The idea was that after three years, they could be done away with because marketplaces would be more stable and insurers would have a better grasp on the health status of enrollees. “Reinsurance and risk corridors could end without much ado. But that hasn’t happened,” according to Morning Consult.
Perhaps more vexing is the special enrollment period (SEP), to be used for those who did not enroll during the open enrollment period (OEP) but then found a need for coverage, such as losing their job and health benefits. Insurers argue that the SEPs allow consumers to enter a market only when they’re sick.
AHIP paid Oliver Wyman to crunch the numbers, and they don’t look good. SEP enrollees are more than 40% more likely to let their coverage lapse, thus increasing churn that helps to increase premiums.
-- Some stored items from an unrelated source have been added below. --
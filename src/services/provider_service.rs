use crate::error::AppError;
use crate::models::provider::{ProviderFamily, ProviderProfile};
use crate::services::inference_client::TokenExchanger;

/// Credentials longer than this with no recognized prefix are treated as
/// OpenRouter keys when the length heuristic is on.
pub const LENGTH_HEURISTIC_MIN_CHARS: usize = 40;
pub const DEFAULT_FAMILY: ProviderFamily = ProviderFamily::OpenAi;

#[derive(Debug, Clone, Copy)]
enum CredentialMatcher {
    Prefix(&'static [&'static str]),
    LongerThan(usize),
}

impl CredentialMatcher {
    fn matches(self, credential: &str) -> bool {
        match self {
            Self::Prefix(prefixes) => prefixes.iter().any(|p| credential.starts_with(p)),
            Self::LongerThan(len) => credential.chars().count() > len,
        }
    }

    fn is_heuristic(self) -> bool {
        matches!(self, Self::LongerThan(_))
    }
}

/// Evaluated top to bottom; the first match wins. Specific prefixes must stay
/// above `sk-` and the length rule must stay last.
const CREDENTIAL_RULES: &[(CredentialMatcher, ProviderFamily)] = &[
    (CredentialMatcher::Prefix(&["sk-or-"]), ProviderFamily::OpenRouter),
    (CredentialMatcher::Prefix(&["gsk_"]), ProviderFamily::Groq),
    (CredentialMatcher::Prefix(&["AIza"]), ProviderFamily::Gemini),
    (
        CredentialMatcher::Prefix(&["ghu_", "gho_", "github_pat_"]),
        ProviderFamily::Copilot,
    ),
    (CredentialMatcher::Prefix(&["sk-"]), ProviderFamily::OpenAi),
    (
        CredentialMatcher::LongerThan(LENGTH_HEURISTIC_MIN_CHARS),
        ProviderFamily::OpenRouter,
    ),
];

#[derive(Debug, Clone, Copy)]
pub struct SelectorOptions {
    pub length_heuristic: bool,
}

impl Default for SelectorOptions {
    fn default() -> Self {
        Self {
            length_heuristic: true,
        }
    }
}

pub fn infer_family(credential: &str, options: SelectorOptions) -> ProviderFamily {
    let credential = credential.trim();
    CREDENTIAL_RULES
        .iter()
        .filter(|(matcher, _)| options.length_heuristic || !matcher.is_heuristic())
        .find(|(matcher, _)| matcher.matches(credential))
        .map(|(_, family)| *family)
        .unwrap_or(DEFAULT_FAMILY)
}

/// Picks the profile for one classification call.
///
/// An explicit preference naming a known family wins; otherwise the credential
/// shape decides. A persisted model only applies to the override-capable family.
pub fn resolve(
    credential: &str,
    explicit_preference: Option<&str>,
    persisted_model: Option<&str>,
    options: SelectorOptions,
) -> ProviderProfile {
    let family = explicit_preference
        .and_then(|pref| pref.parse::<ProviderFamily>().ok())
        .unwrap_or_else(|| infer_family(credential, options));

    let mut profile = family.profile();
    if family.supports_model_override() {
        if let Some(model) = persisted_model.map(str::trim).filter(|m| !m.is_empty()) {
            profile.model = model.to_string();
        }
    }
    profile
}

/// Bearer token to send for `profile`. Families that need a session token get
/// one exchanged here; a failed exchange ends the attempt.
pub async fn session_bearer(
    profile: &ProviderProfile,
    credential: &str,
    exchanger: &dyn TokenExchanger,
) -> Result<String, AppError> {
    if !profile.family.requires_token_exchange() {
        return Ok(credential.to_string());
    }
    let token = exchanger.exchange(credential).await.map_err(|e| {
        let detail = match e.status {
            Some(status) => format!("status {status}: {}", e.message),
            None => e.message,
        };
        AppError::TokenExchange(detail)
    })?;
    tracing::debug!(provider = %profile.family, "session token exchanged");
    Ok(token)
}

#[cfg(test)]
mod tests {
    use super::*;
    use crate::services::inference_client::InferenceError;
    use async_trait::async_trait;

    const OPTS: SelectorOptions = SelectorOptions {
        length_heuristic: true,
    };

    #[test]
    fn specific_prefixes_beat_generic_ones() {
        assert_eq!(infer_family("sk-or-v1-abc", OPTS), ProviderFamily::OpenRouter);
        assert_eq!(infer_family("sk-proj-abc", OPTS), ProviderFamily::OpenAi);
        assert_eq!(infer_family("gsk_abc", OPTS), ProviderFamily::Groq);
        assert_eq!(infer_family("AIzaSyabc", OPTS), ProviderFamily::Gemini);
        assert_eq!(infer_family("ghu_abc", OPTS), ProviderFamily::Copilot);
        assert_eq!(infer_family("github_pat_abc", OPTS), ProviderFamily::Copilot);
    }

    #[test]
    fn prefix_rules_win_over_length_rule() {
        let long_openai = format!("sk-{}", "a".repeat(60));
        assert_eq!(infer_family(&long_openai, OPTS), ProviderFamily::OpenAi);
        let long_groq = format!("gsk_{}", "a".repeat(60));
        assert_eq!(infer_family(&long_groq, OPTS), ProviderFamily::Groq);
    }

    #[test]
    fn length_rule_is_switchable() {
        let long = "x".repeat(LENGTH_HEURISTIC_MIN_CHARS + 1);
        assert_eq!(infer_family(&long, OPTS), ProviderFamily::OpenRouter);
        assert_eq!(
            infer_family(&long, SelectorOptions { length_heuristic: false }),
            DEFAULT_FAMILY
        );
        let exact = "x".repeat(LENGTH_HEURISTIC_MIN_CHARS);
        assert_eq!(infer_family(&exact, OPTS), DEFAULT_FAMILY);
    }

    #[test]
    fn explicit_preference_overrides_credential_shape() {
        let profile = resolve("sk-proj-abc", Some("gemini"), None, OPTS);
        assert_eq!(profile.family, ProviderFamily::Gemini);

        let fallback = resolve("gsk_abc", Some("not-a-provider"), None, OPTS);
        assert_eq!(fallback.family, ProviderFamily::Groq);
    }

    #[test]
    fn persisted_model_applies_only_to_override_family() {
        let groq = resolve("gsk_abc", None, Some("llama-3.3-70b-versatile"), OPTS);
        assert_eq!(groq.model, "llama-3.3-70b-versatile");

        let openai = resolve("sk-abc", None, Some("llama-3.3-70b-versatile"), OPTS);
        assert_eq!(openai.model, ProviderFamily::OpenAi.profile().model);

        let blank = resolve("gsk_abc", None, Some("  "), OPTS);
        assert_eq!(blank.model, ProviderFamily::Groq.profile().model);
    }

    struct FixedExchanger(Result<String, InferenceError>);

    #[async_trait]
    impl TokenExchanger for FixedExchanger {
        async fn exchange(&self, _credential: &str) -> Result<String, InferenceError> {
            self.0.clone()
        }
    }

    #[tokio::test]
    async fn session_bearer_exchanges_only_when_required() {
        let exchanger = FixedExchanger(Ok("tid=session".to_string()));

        let openai = ProviderFamily::OpenAi.profile();
        assert_eq!(
            session_bearer(&openai, "sk-abc", &exchanger).await.unwrap(),
            "sk-abc"
        );

        let copilot = ProviderFamily::Copilot.profile();
        assert_eq!(
            session_bearer(&copilot, "ghu_abc", &exchanger).await.unwrap(),
            "tid=session"
        );
    }

    #[tokio::test]
    async fn failed_exchange_is_fatal() {
        let exchanger = FixedExchanger(Err(InferenceError::http(401, "bad token")));
        let copilot = ProviderFamily::Copilot.profile();
        let err = session_bearer(&copilot, "ghu_abc", &exchanger)
            .await
            .unwrap_err();
        assert!(matches!(err, AppError::TokenExchange(msg) if msg.contains("401")));
    }
}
Oliver Wyman examined data from 13 health insurers’ premiums of about $27 billion from January 2014 through June 2015, and about $26 billion paid in allowed claims, using claims filed during the same period and paid through October 2015.
The per-member, per-month claim costs during the first three months of enrollment in 2014 were 24% higher for SEP beneficiaries than OEP beneficiaries.
The Oliver Wyman study asserted that CMS’s efforts to crack down on misuse of SEPs has so far not been encouraging, as witnessed by the withdrawal from the exchanges by UnitedHealthcare and other insurers.
“Through regulation and guidance, the eligibility categories allowing an individual to qualify for an SEP have expanded to include over 30 different criteria and there is considerable concern among issuers that individuals are using SEPs to delay purchasing health insurance until a need arises.”
CMS is not deaf to these concerns. In May it announced that it has eliminated some of the SEPs and will begin requiring documentation for some of the more common SEPs.